Ancient Kyrenia, tucked into the north coast of Cyprus, was once one of the most idyllic small-boat harbors and vacation spots in the eastern Mediterranean. But last week, reported TIME Correspondent William Marmon after a revisit to the place where he had vacationed in the past and more recently hunkered down during the Turkish invasion, Kyrenia was like a charnel house. Bloated human bodies rotted in back alleys; livestock and chickens were dying of starvation; meats and produce were putrefying in the summer sun because shelling and gunfire had cut off electricity. From a happy harbor Kyrenia had disintegrated into a place where 700 terrified Greek Cypriot refugees were locked up in Castellis Dome Hotel rooms designed for 250 guests while Turkish soldiers happily looted stores and private homes.

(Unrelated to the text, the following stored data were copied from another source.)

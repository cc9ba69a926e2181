//! Command-line driver for the bulk operation engine.
//!
//! Loads an inventory snapshot and an operation request from JSON files,
//! applies the request to an in-memory store and reports through the event
//! bus. The `stockpile-bulk` binary wires [`RunnerConfig::from_env`],
//! [`load_inputs`] and [`run`] together.

use std::path::{Path, PathBuf};
use std::sync::Arc;

use anyhow::Context;
use stockpile_core::bulk_operation::{BatchResult, OperationRequest};
use stockpile_core::error::CoreError;
use stockpile_core::inventory::InventoryItem;
use stockpile_engine::{BulkOperationEngine, EngineConfig, MemoryRecordStore};
use stockpile_events::notifier::SOURCE_BULK_OPERATION;
use stockpile_events::{publish_batch_result, publish_rejected, BusProgressSink, EventBus};
use tokio::sync::broadcast::error::RecvError;
use tokio::task::JoinHandle;
use tokio_util::sync::CancellationToken;

// ---------------------------------------------------------------------------
// Configuration
// ---------------------------------------------------------------------------

/// File locations for one runner invocation.
#[derive(Debug, Clone)]
pub struct RunnerConfig {
    pub inventory_file: PathBuf,
    pub request_file: PathBuf,
}

impl RunnerConfig {
    /// Read `INVENTORY_FILE` and `BULK_REQUEST_FILE`; both are required.
    pub fn from_env() -> anyhow::Result<Self> {
        let inventory_file = std::env::var("INVENTORY_FILE")
            .context("INVENTORY_FILE environment variable is required")?;
        let request_file = std::env::var("BULK_REQUEST_FILE")
            .context("BULK_REQUEST_FILE environment variable is required")?;

        Ok(Self {
            inventory_file: inventory_file.into(),
            request_file: request_file.into(),
        })
    }
}

// ---------------------------------------------------------------------------
// Input loading
// ---------------------------------------------------------------------------

/// Parse an inventory snapshot: a JSON array of items.
pub fn parse_inventory(json: &str) -> anyhow::Result<Vec<InventoryItem>> {
    serde_json::from_str(json).context("inventory is not a valid JSON array of items")
}

/// Parse a bulk operation request.
pub fn parse_request(json: &str) -> anyhow::Result<OperationRequest> {
    serde_json::from_str(json).context("bulk request is not a valid operation request")
}

fn read_input<T>(
    path: &Path,
    parse: fn(&str) -> anyhow::Result<T>,
) -> anyhow::Result<T> {
    let raw = std::fs::read_to_string(path)
        .with_context(|| format!("failed to read {}", path.display()))?;
    parse(&raw).with_context(|| format!("in {}", path.display()))
}

/// Load both input files named by `config`.
pub fn load_inputs(config: &RunnerConfig) -> anyhow::Result<(Vec<InventoryItem>, OperationRequest)> {
    let items = read_input(&config.inventory_file, parse_inventory)?;
    let request = read_input(&config.request_file, parse_request)?;
    Ok((items, request))
}

// ---------------------------------------------------------------------------
// Execution
// ---------------------------------------------------------------------------

/// Apply `request` to a store seeded with `items`.
///
/// Progress and the final result are published on `bus`. A request the
/// engine refuses is published as a rejection and returned as `Err`.
pub async fn run(
    items: Vec<InventoryItem>,
    request: &OperationRequest,
    engine_config: EngineConfig,
    bus: Arc<EventBus>,
    cancel: &CancellationToken,
) -> anyhow::Result<BatchResult> {
    let store = Arc::new(MemoryRecordStore::with_items(items));
    let engine = BulkOperationEngine::new(store, engine_config);
    let sink = BusProgressSink::new(bus, request);

    tracing::info!(
        operation_id = sink.operation_id(),
        kind = request.descriptor.kind(),
        records = request.selected_records.len(),
        max_batch_size = engine.config().max_batch_size,
        "Running bulk operation",
    );

    match engine.execute_with_cancel(request, &sink, cancel).await {
        Ok(result) => {
            publish_batch_result(&sink, request, &result);
            tracing::info!(
                remaining_records = engine.store().len().await,
                "Store state after bulk operation",
            );
            Ok(result)
        }
        Err(err) => {
            publish_rejected(&sink, &err);
            Err(anyhow::Error::new(CoreError::from(err)).context("bulk operation was not run"))
        }
    }
}

/// Log every event published on `bus` until the bus is dropped.
pub fn spawn_event_logger(bus: &EventBus) -> JoinHandle<()> {
    let mut rx = bus.subscribe();
    tokio::spawn(async move {
        loop {
            match rx.recv().await {
                Ok(event) if event.is_in(SOURCE_BULK_OPERATION) => tracing::info!(
                    event_type = %event.event_type,
                    operation_id = event.source_entity_id.as_deref().unwrap_or("-"),
                    payload = %event.payload,
                    "Event",
                ),
                Ok(event) => tracing::debug!(event_type = %event.event_type, "Event"),
                Err(RecvError::Lagged(skipped)) => {
                    tracing::warn!(skipped, "Event logger lagged behind the bus");
                }
                Err(RecvError::Closed) => break,
            }
        }
    })
}

/// Wait for the logger to drain. Returns `false` if it panicked or was aborted.
pub async fn join_event_logger(handle: JoinHandle<()>) -> bool {
    match handle.await {
        Ok(()) => true,
        Err(err) => {
            tracing::warn!(error = %err, "Event logger stopped abnormally");
            false
        }
    }
}

// ---------------------------------------------------------------------------
// Tests
// ---------------------------------------------------------------------------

In a sense, Marmon reported, the same disintegration affected the whole island as a result of the fierce fighting between Turks and Greeks. Few utilities were functioning fully. The tally sheets of death and destruction were still being added up, and islanders on both sides were struggling to comprehend the “new realities” that Turkish Premier Biilent Ecevit warned of in the wake of the Turkish invasion. Thousands of residents—both Turkish and Greek—had been turned into refugees.

In the long term perhaps the most serious effect of the invasion will be on the economy. Damage was severe to the tourist trade, in which Cypriots have invested $300 million. Last year travelers from all over the world left $66 million on Cyprus, or 40% of the island’s foreign-exchange earnings. This year the take had been expected to reach $90 million. “Our hearts are bleeding,” Tourism Director-General Adonis Andronikou told Marmon. “This year would have been a record.”

Nicosia’s International Airport, which handled most of the tourist travel, was heavily damaged and will be out of service for months. In addition, the airport is situated in a disputed zone which both Turkish and Greek Cypriots now claim. In Famagusta, four major hotels along the town’s “Golden Mile” of hostelries—the Venus Beach, Blue Sea, Salaminia Tower and Aspelia —were nearly destroyed. The Ledra Palace in Nicosia, acknowledged queen of Cypriot hotels, is a shell-pocked shambles. A construction program under which 35 additional hotels were to be built throughout the island has been suspended indefinitely.

The war claimed other casualties. Monasteries and Crusader castles, the diadems among Cyprus’ sightseeing attractions, were hit by gunfire or seared by shell-started flames. In Famagusta, the church of St. Nicholas where the kings of Jerusalem were once crowned was damaged. The temple of Aphrodite in Paphos was seriously pocked by mortar shells. In Bellapaise, high above the sea on the north coast, the 14th century abbey with its lemon trees is under United Nations protection.

Though the situation is bleak, it is not totally black. Shops, banks and newspapers were slowly reopening last week. A few freighters returned to Cypriot harbors. From Limassol, in one of the first post-fighting shipments, a cargo of lush grapes left the island. Along with other government offices, the Bank of Cyprus returned to limited work. The island is far from broke: the Bank of Cyprus has $330 million in sterling in London vaults to underwrite loans that will assist Cyprus in rebuilding. But as a U.N. official in Nicosia observed: “Cyprus will be economically marked for a generation, and psychologically scarred for two generations.”